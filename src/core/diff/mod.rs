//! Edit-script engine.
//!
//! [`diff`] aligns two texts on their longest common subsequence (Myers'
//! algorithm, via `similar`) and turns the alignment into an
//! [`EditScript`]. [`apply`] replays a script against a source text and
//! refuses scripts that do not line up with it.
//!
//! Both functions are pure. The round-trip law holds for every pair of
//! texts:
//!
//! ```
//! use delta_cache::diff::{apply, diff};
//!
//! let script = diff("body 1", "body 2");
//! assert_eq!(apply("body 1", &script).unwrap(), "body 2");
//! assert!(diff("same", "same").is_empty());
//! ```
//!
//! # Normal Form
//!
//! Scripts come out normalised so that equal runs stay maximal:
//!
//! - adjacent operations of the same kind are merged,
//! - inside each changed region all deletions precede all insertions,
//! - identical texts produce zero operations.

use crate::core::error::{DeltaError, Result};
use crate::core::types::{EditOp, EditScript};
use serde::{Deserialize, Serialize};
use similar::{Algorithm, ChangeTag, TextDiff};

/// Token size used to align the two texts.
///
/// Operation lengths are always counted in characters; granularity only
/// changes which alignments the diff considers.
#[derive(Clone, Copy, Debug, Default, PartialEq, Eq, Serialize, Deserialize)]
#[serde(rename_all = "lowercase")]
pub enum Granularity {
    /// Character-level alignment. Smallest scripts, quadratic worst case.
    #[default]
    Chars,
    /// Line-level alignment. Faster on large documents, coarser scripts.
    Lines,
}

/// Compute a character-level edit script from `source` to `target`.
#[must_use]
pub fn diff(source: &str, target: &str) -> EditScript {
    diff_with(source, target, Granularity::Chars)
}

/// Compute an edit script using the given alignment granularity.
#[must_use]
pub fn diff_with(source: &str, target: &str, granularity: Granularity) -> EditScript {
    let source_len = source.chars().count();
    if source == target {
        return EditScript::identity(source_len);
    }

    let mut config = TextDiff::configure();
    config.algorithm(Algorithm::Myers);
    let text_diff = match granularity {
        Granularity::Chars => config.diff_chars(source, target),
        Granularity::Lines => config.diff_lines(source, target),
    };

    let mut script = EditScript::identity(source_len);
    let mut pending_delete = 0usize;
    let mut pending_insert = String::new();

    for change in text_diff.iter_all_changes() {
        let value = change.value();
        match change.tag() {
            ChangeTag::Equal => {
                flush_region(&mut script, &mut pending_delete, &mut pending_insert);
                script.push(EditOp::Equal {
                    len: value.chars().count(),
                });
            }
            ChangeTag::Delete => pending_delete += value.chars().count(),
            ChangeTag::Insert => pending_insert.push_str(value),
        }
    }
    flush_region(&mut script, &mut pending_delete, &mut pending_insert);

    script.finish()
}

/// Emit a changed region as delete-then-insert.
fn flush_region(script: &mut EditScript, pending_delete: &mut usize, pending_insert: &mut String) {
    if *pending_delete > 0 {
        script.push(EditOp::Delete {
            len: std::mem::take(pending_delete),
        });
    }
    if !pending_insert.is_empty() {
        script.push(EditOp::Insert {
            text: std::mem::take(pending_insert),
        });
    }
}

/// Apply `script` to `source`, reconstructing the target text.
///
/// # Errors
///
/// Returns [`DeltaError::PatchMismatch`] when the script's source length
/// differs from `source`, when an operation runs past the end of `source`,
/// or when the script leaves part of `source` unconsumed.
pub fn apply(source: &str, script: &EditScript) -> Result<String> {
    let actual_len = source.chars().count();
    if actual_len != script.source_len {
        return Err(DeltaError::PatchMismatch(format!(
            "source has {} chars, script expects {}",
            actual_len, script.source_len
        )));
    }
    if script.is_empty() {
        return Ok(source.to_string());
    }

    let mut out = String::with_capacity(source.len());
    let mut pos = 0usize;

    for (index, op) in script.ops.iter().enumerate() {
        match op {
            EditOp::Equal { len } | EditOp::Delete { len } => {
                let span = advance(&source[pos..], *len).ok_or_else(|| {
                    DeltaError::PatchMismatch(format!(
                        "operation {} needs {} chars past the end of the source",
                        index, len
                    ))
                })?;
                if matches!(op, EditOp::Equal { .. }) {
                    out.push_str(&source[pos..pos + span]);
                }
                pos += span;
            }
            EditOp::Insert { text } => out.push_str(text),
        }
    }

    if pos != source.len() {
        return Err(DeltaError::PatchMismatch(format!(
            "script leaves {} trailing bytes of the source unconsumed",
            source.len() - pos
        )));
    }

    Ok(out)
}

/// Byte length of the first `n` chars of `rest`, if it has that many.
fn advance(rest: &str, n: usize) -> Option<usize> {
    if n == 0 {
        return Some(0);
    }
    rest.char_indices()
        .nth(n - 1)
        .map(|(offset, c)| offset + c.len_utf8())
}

== == ==

The data given above must be transcribed exactly and completely.

filename src/core/diff/mod.rs
//! Edit-script engine.
//!
//! [`diff`] aligns two texts on their longest common subsequence (Myers'
//! algorithm, via `similar`) and turns the alignment into an
//! [`EditScript`]. [`apply`] replays a script against a source text and
//! refuses scripts that do not line up with it.
//!
//! Both functions are pure. The round-trip law holds for every pair of
//! texts:
//!
//! ```
//! use delta_cache::diff::{apply, diff};
//!
//! let script = diff("body 1", "body 2");
//! assert_eq!(apply("body 1", &script).unwrap(), "body 2");
//! assert!(diff("same", "same").is_empty());
//! ```
//!
//! # Normal Form
//!
//! Scripts come out normalised so that equal runs stay maximal:
//!
//! - adjacent operations of the same kind are merged,
//! - inside each changed region all deletions precede all insertions,
//! - identical texts produce zero operations.

use crate::core::error::{DeltaError, Result};
use crate::core::types::{EditOp, EditScript};
use serde::{Deserialize, Serialize};
use similar::{Algorithm, ChangeTag, TextDiff};

/// Token size used to align the two texts.
///
/// Operation lengths are always counted in characters; granularity only
/// changes which alignments the diff considers.
#[derive(Clone, Copy, Debug, Default, PartialEq, Eq, Serialize, Deserialize)]
#[serde(rename_all = "lowercase")]
pub enum Granularity {
    /// Character-level alignment. Smallest scripts, quadratic worst case.
    #[default]
    Chars,
    /// Line-level alignment. Faster on large documents, coarser scripts.
    Lines,
}

/// Compute a character-level edit script from `source` to `target`.
#[must_use]
pub fn diff(source: &str, target: &str) -> EditScript {
    diff_with(source, target, Granularity::Chars)
}

/// Compute an edit script using the given alignment granularity.
#[must_use]
pub fn diff_with(source: &str, target: &str, granularity: Granularity) -> EditScript {
    let source_len = source.chars().count();
    if source == target {
        return EditScript::identity(source_len);
    }

    let mut config = TextDiff::configure();
    config.algorithm(Algorithm::Myers);
    let text_diff = match granularity {
        Granularity::Chars => config.diff_chars(source, target),
        Granularity::Lines => config.diff_lines(source, target),
    };

    let mut script = EditScript::identity(source_len);
    let mut pending_delete = 0usize;
    let mut pending_insert = String::new();

    for change in text_diff.iter_all_changes() {
        let value = change.value();
        match change.tag() {
            ChangeTag::Equal => {
                flush_region(&mut script, &mut pending_delete, &mut pending_insert);
                script.push(EditOp::Equal {
                    len: value.chars().count(),
                });
            }
            ChangeTag::Delete => pending_delete += value.chars().count(),
            ChangeTag::Insert => pending_insert.push_str(value),
        }
    }
    flush_region(&mut script, &mut pending_delete, &mut pending_insert);

    script.finish()
}

/// Emit a changed region as delete-then-insert.
fn flush_region(script: &mut EditScript, pending_delete: &mut usize, pending_insert: &mut String) {
    if *pending_delete > 0 {
        script.push(EditOp::Delete {
            len: std::mem::take(pending_delete),
        });
    }
    if !pending_insert.is_empty() {
        script.push(EditOp::Insert {
            text: std::mem::take(pending_insert),
        });
    }
}

/// Apply `script` to `source`, reconstructing the target text.
///
/// # Errors
///
/// Returns [`DeltaError::PatchMismatch`] when the script's source length
/// differs from `source`, when an operation runs past the end of `source`,
/// or when the script leaves part of `source` unconsumed.
pub fn apply(source: &str, script: &EditScript) -> Result<String> {
    let actual_len = source.chars().count();
    if actual_len != script.source_len {
        return Err(DeltaError::PatchMismatch(format!(
            "source has {} chars, script expects {}",
            actual_len, script.source_len
        )));
    }
    if script.is_empty() {
        return Ok(source.to_string());
    }

    let mut out = String::with_capacity(source.len());
    let mut pos = 0usize;

    for (index, op) in script.ops.iter().enumerate() {
        match op {
            EditOp::Equal { len } | EditOp::Delete { len } => {
                let span = advance(&source[pos..], *len).ok_or_else(|| {
                    DeltaError::PatchMismatch(format!(
                        "operation {} needs {} chars past the end of the source",
                        index, len
                    ))
                })?;
                if matches!(op, EditOp::Equal { .. }) {
                    out.push_str(&source[pos..pos + span]);
                }
                pos += span;
            }
            EditOp::Insert { text } => out.push_str(text),
        }
    }

    if pos != source.len() {
        return Err(DeltaError::PatchMismatch(format!(
            "script leaves {} trailing bytes of the source unconsumed",
            source.len() - pos
        )));
    }

    Ok(out)
}

/// Byte length of the first `n` chars of `rest`, if it has that many.
fn advance(rest: &str, n: usize) -> Option<usize> {
    if n == 0 {
        return Some(0);
    }
    rest.char_indices()
        .nth(n - 1)
        .map(|(offset, c)| offset + c.len_utf8())
}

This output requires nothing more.